The Wilson Pro Staff Original is a tennis racquet first introduced in 1984. It is most known for being the model of racquet used by Pete Sampras. For this reason, it is known as a “Sampo”.

==History==
Originally manufactured in Chicago, Illinois and Saint Vincent and the Grenadines, the Pro Staff line was Wilson's answer to the Prince Graphite, Yonex Rex series, and the Dunlop Max 200G. The original graphite Pro Staff was 110 sqin; the 85 sqin, 95 sqin, and 125 sqin sizes were developed from it.

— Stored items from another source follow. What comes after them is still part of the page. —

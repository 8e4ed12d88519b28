//! Child-slot accessors.
//!
//! Every variant exposes its children as an ordered list of slots: a single
//! required child, an optional child, or a list. The slot index is stable per
//! variant, which lets side tables record *where* a child lives in its
//! parent. Both accessors are generated from one table so they cannot drift.

use super::{Node, NodeKind, NodeList};

/// A read-only child slot.
#[derive(Debug, Clone, Copy)]
pub enum Slot<'a> {
    /// Required single child.
    One(&'a Node),
    /// Optional single child.
    Opt(Option<&'a Node>),
    /// List of children.
    List(&'a NodeList),
}

impl<'a> Slot<'a> {
    fn opt(child: &'a Option<Box<Node>>) -> Self {
        Self::Opt(child.as_deref())
    }

    /// Returns the nodes held by the slot.
    #[must_use]
    pub fn into_nodes(self) -> Vec<&'a Node> {
        match self {
            Self::One(node) => vec![node],
            Self::Opt(node) => node.into_iter().collect(),
            Self::List(list) => list.items.iter().collect(),
        }
    }
}

/// A mutable child slot.
#[derive(Debug)]
pub enum SlotMut<'a> {
    /// Required single child.
    One(&'a mut Box<Node>),
    /// Optional single child.
    Opt(&'a mut Option<Box<Node>>),
    /// List of children.
    List(&'a mut NodeList),
}

impl<'a> SlotMut<'a> {
    /// Returns the nodes held by the slot.
    #[must_use]
    pub fn into_nodes(self) -> Vec<&'a mut Node> {
        match self {
            Self::One(node) => vec![&mut **node],
            Self::Opt(node) => node.as_deref_mut().into_iter().collect(),
            Self::List(list) => list.items.iter_mut().collect(),
        }
    }

    /// Applies `f` to every node held by the slot.
    pub fn for_each_node(self, f: impl FnMut(&mut Node)) {
        self.into_nodes().into_iter().for_each(f);
    }
}

macro_rules! slot_table {
    ($kind:expr, $one:path, $opt:path, $list:path) => {
        match $kind {
            NodeKind::Ident(_)
            | NodeKind::BasicLit { .. }
            | NodeKind::Bad(_)
            | NodeKind::EmptyStmt => Vec::new(),
            NodeKind::CompositeLit { ty, elts } => vec![$opt(ty), $list(elts)],
            NodeKind::FuncLit { ty, body } => vec![$one(ty), $one(body)],
            NodeKind::Paren(x)
            | NodeKind::Star(x)
            | NodeKind::DeclStmt(x)
            | NodeKind::ExprStmt(x)
            | NodeKind::GoStmt(x)
            | NodeKind::DeferStmt(x)
            | NodeKind::Unary { x, .. }
            | NodeKind::IncDecStmt { x, .. }
            | NodeKind::ChanType { value: x, .. } => vec![$one(x)],
            NodeKind::Selector { x, sel } => vec![$one(x), $one(sel)],
            NodeKind::Index { x, index } => vec![$one(x), $one(index)],
            NodeKind::IndexList { x, indices } => vec![$one(x), $list(indices)],
            NodeKind::Slice {
                x, low, high, max, ..
            } => vec![$one(x), $opt(low), $opt(high), $opt(max)],
            NodeKind::TypeAssert { x, ty } => vec![$one(x), $opt(ty)],
            NodeKind::Call { fun, args, .. } => vec![$one(fun), $list(args)],
            NodeKind::Binary { x, y, .. } => vec![$one(x), $one(y)],
            NodeKind::KeyValue { key, value } | NodeKind::MapType { key, value } => {
                vec![$one(key), $one(value)]
            }
            NodeKind::Ellipsis(elt) => vec![$opt(elt)],
            NodeKind::ArrayType { len, elt } => vec![$opt(len), $one(elt)],
            NodeKind::StructType { fields } => vec![$list(fields)],
            NodeKind::FuncType {
                type_params,
                params,
                results,
            } => vec![$list(type_params), $list(params), $list(results)],
            NodeKind::InterfaceType { methods } => vec![$list(methods)],
            NodeKind::Field { names, ty, tag } => vec![$list(names), $opt(ty), $opt(tag)],
            NodeKind::LabeledStmt { label, stmt } => vec![$one(label), $one(stmt)],
            NodeKind::SendStmt { chan, value } => vec![$one(chan), $one(value)],
            NodeKind::AssignStmt { lhs, rhs, .. } => vec![$list(lhs), $list(rhs)],
            NodeKind::ReturnStmt { results } => vec![$list(results)],
            NodeKind::BranchStmt { label, .. } => vec![$opt(label)],
            NodeKind::BlockStmt { stmts } => vec![$list(stmts)],
            NodeKind::IfStmt {
                init,
                cond,
                body,
                els,
            } => vec![$opt(init), $one(cond), $one(body), $opt(els)],
            NodeKind::CaseClause { list, body } => vec![$list(list), $list(body)],
            NodeKind::SwitchStmt { init, tag, body } => vec![$opt(init), $opt(tag), $one(body)],
            NodeKind::TypeSwitchStmt { init, assign, body } => {
                vec![$opt(init), $one(assign), $one(body)]
            }
            NodeKind::CommClause { comm, body } => vec![$opt(comm), $list(body)],
            NodeKind::SelectStmt { body } => vec![$one(body)],
            NodeKind::ForStmt {
                init,
                cond,
                post,
                body,
            } => vec![$opt(init), $opt(cond), $opt(post), $one(body)],
            NodeKind::RangeStmt {
                key,
                value,
                x,
                body,
                ..
            } => vec![$opt(key), $opt(value), $one(x), $one(body)],
            NodeKind::ImportSpec { name, path } => vec![$opt(name), $one(path)],
            NodeKind::ValueSpec { names, ty, values } => {
                vec![$list(names), $opt(ty), $list(values)]
            }
            NodeKind::TypeSpec {
                name,
                type_params,
                ty,
                ..
            } => vec![$one(name), $list(type_params), $one(ty)],
            NodeKind::GenDecl { specs, .. } => vec![$list(specs)],
            NodeKind::FuncDecl {
                recv,
                name,
                ty,
                body,
            } => vec![$list(recv), $one(name), $one(ty), $opt(body)],
            NodeKind::File { package, decls } => vec![$one(package), $list(decls)],
        }
    };
}

impl Node {
    /// Returns the child slots in a fixed per-variant order.
    #[must_use]
    pub fn slots(&self) -> Vec<Slot<'_>> {
        slot_table!(&self.kind, Slot::One, Slot::opt, Slot::List)
    }

    /// Returns the child slots mutably, in the same order as [`Node::slots`].
    pub fn slots_mut(&mut self) -> Vec<SlotMut<'_>> {
        slot_table!(&mut self.kind, SlotMut::One, SlotMut::Opt, SlotMut::List)
    }
}
//! Parent links for a target tree.
//!
//! The table maps every node identity to the node holding it and the slot it
//! occupies there, so matches reported by identity can be located again for
//! splicing and ancestor navigation.

use std::collections::HashMap;

use gopat_syntax::{Node, NodeId, Slot};

/// Where a child sits inside its parent.
#[derive(Debug, Clone, Copy, PartialEq, Eq, Hash)]
pub struct SlotRef {
    /// Slot index, in the order of [`Node::slots`].
    pub slot: usize,
    /// Position inside the slot when the slot is a list.
    pub index: Option<usize>,
}

/// The parent of one node.
#[derive(Debug, Clone, Copy, PartialEq, Eq, Hash)]
pub struct ParentLink {
    /// Identity of the parent node.
    pub parent: NodeId,
    /// Slot of the child within the parent.
    pub slot: SlotRef,
}

/// Maps node identities to their parents.
#[derive(Debug, Clone, Default)]
pub struct ParentTable {
    root: Option<NodeId>,
    links: HashMap<NodeId, ParentLink>,
}

impl ParentTable {
    /// Records the parent of every node under `tree`.
    #[must_use]
    pub fn build(tree: &Node) -> Self {
        let mut links = HashMap::new();
        let mut stack = vec![tree];
        while let Some(node) = stack.pop() {
            for (slot, children) in node.slots().into_iter().enumerate() {
                let indexed = matches!(children, Slot::List(_));
                for (position, child) in children.into_nodes().into_iter().enumerate() {
                    let link = ParentLink {
                        parent: node.id(),
                        slot: SlotRef {
                            slot,
                            index: indexed.then_some(position),
                        },
                    };
                    links.insert(child.id(), link);
                    stack.push(child);
                }
            }
        }
        Self {
            root: Some(tree.id()),
            links,
        }
    }

    /// Returns the identity of the tree root.
    #[must_use]
    pub const fn root(&self) -> Option<NodeId> {
        self.root
    }

    /// Returns the parent link of `id`; the root has none.
    #[must_use]
    pub fn parent(&self, id: NodeId) -> Option<ParentLink> {
        self.links.get(&id).copied()
    }

    /// Returns whether `id` is part of the tree.
    #[must_use]
    pub fn contains(&self, id: NodeId) -> bool {
        self.root == Some(id) || self.links.contains_key(&id)
    }

    /// Iterates over the ancestors of `id`, nearest first.
    pub fn ancestors(&self, id: NodeId) -> impl Iterator<Item = NodeId> + '_ {
        std::iter::successors(self.parent(id).map(|link| link.parent), |current| {
            self.parent(*current).map(|link| link.parent)
        })
    }

    /// Returns how many nodes have a recorded parent.
    #[must_use]
    pub fn len(&self) -> usize {
        self.links.len()
    }

    /// Returns whether only the root is recorded.
    #[must_use]
    pub fn is_empty(&self) -> bool {
        self.links.is_empty()
    }
}

#[cfg(test)]
mod tests {
    use gopat_syntax::{NodeKind, parse_file};

    use super::*;

    fn tree() -> Node {
        let (file, _) = parse_file("package p\n\nfunc f() {\n\ta()\n\tb()\n}\n").expect("parse");
        file
    }

    fn call(tree: &Node, name: &str) -> NodeId {
        tree.descendants()
            .find(|node| match &node.kind {
                NodeKind::Call { fun, .. } => fun.as_ident() == Some(name),
                _ => false,
            })
            .map(Node::id)
            .expect("call")
    }

    #[test]
    fn every_descendant_has_a_parent() {
        let file = tree();
        let table = ParentTable::build(&file);
        assert_eq!(table.len(), file.descendants().count() - 1);
        assert_eq!(table.root(), Some(file.id()));
        assert!(table.parent(file.id()).is_none());
    }

    #[test]
    fn list_elements_record_their_position() {
        let file = tree();
        let table = ParentTable::build(&file);
        let statement = table.parent(call(&file, "b")).expect("expression statement");
        let link = table.parent(statement.parent).expect("block link");
        assert_eq!(link.slot, SlotRef { slot: 0, index: Some(1) });
    }

    #[test]
    fn ancestors_end_at_the_root() {
        let file = tree();
        let table = ParentTable::build(&file);
        let ancestors: Vec<_> = table.ancestors(call(&file, "a")).collect();
        assert_eq!(ancestors.last(), Some(&file.id()));
        assert_eq!(ancestors.len(), 4);
    }
}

Pete Sampras used the Pro Staff 85 (graphite/Kevlar) for his entire professional career. Other first-rate players who have used the Pro Staff 85 Kevlar during their professional careers include Jimmy Connors, Jim Courier, Stefan Edberg, Chris Evert, Roger Federer, and Manuela Maleeva.

The first Pro Staff was the high-end Jack Kramer standard wooden model. It was stiffer than the extremely popular Jack Kramer Autograph model and favored by professional players for that reason. This racquet established the "Pro Staff" branding as being Wilson's finest product. However, as Wilson transitioned away from wood, steel, and aluminum, the company's first graphite models were not given this name.

Instead, early Wilson models were the 1980 Ultra, the 1981 Javelin, the 1982 Sting, and the graphite/boron Ultra II. As with the earlier Sting and Ultra II, the first graphite/Kevlar Pro Staff model was a "large head" 110 square-inch oversize. The Pro Staff design combined the braided construction of the earlier Ultra line with most of the shape of the Sting (that was produced without a throat bar). The Pro Staff models also were of medium stiffness, again reflecting a design philosophy that blended the Ultra II, which was very stiff, and the Sting, which was flexible. The stiffer and heavier Ultra II, not a member of the Pro Staff line, was Wilson's most expensive racquet until the 1987 Profile debuted.

Wilson produced many models with the Pro Staff mold, including the Jack Kramer Pro Staff 85 (80% graphite and 20% fiberglass), the Matrix, the Graphite Cruncher, the Graphite Aggressor, the Ceramic, and several others. These variants were less stiff than the graphite/Kevlar model. Chris Evert used the Jack Kramer model to reach the final of the 1984 French Open, in which she was defeated in straight sets by Martina Navratilova, who was using the Yonex R-27, a graphite/boron design similar to the Ultra II. She defeated Navratilova in 1985 with the graphite/Kevlar Pro Staff 85. Navratilova, meanwhile, had switched back to the less stiff R-22, a graphite/fiberglass model.

==Specifications==
While the Pro Staff Original was a true midsize racket at 85 square inches in head size, it is however significantly smaller, heavier and thinner than almost all modern pro-level rackets, which tend to range around 95+ square inches in head size and 21+ mm in beam, and down toward the lower 300s in weight in grams for men and high 200s for women.

The Pro Staff 6.0 version was manufactured in four head sizes: 85, 95, 110, and 125 square inches. The 85 is unforgiving for the currently popular semi-western topspin style with its 12.6 oz weight and low power. The 95 is more forgiving of off-center shots with an overall weight of 12.2 oz and a lower swingweight (317 as opposed to the 85's 326). However, it has a higher flexibility, particularly in the upper hoop, due to its larger head size, which has been described as undesirably "whippy". Both have a 16x18 string pattern making the frame more open and easier to generate spin albeit the user must generate much of the spin's power with timing and wrist pronation. The Prostaff 6.0 also performs admirably well with flatter hitters (as evidenced by the success of Pete Sampras, Chris Evert, and Mary Pierce) as a result of its considerable heft and control. A flat hitting power-oriented game will therefore benefit considerably from the inherent control and stability of the frame. The small headsize of the 85 and Perimeter Weighting System also minimize the torque on off-centre hits, further enhancing control at impact.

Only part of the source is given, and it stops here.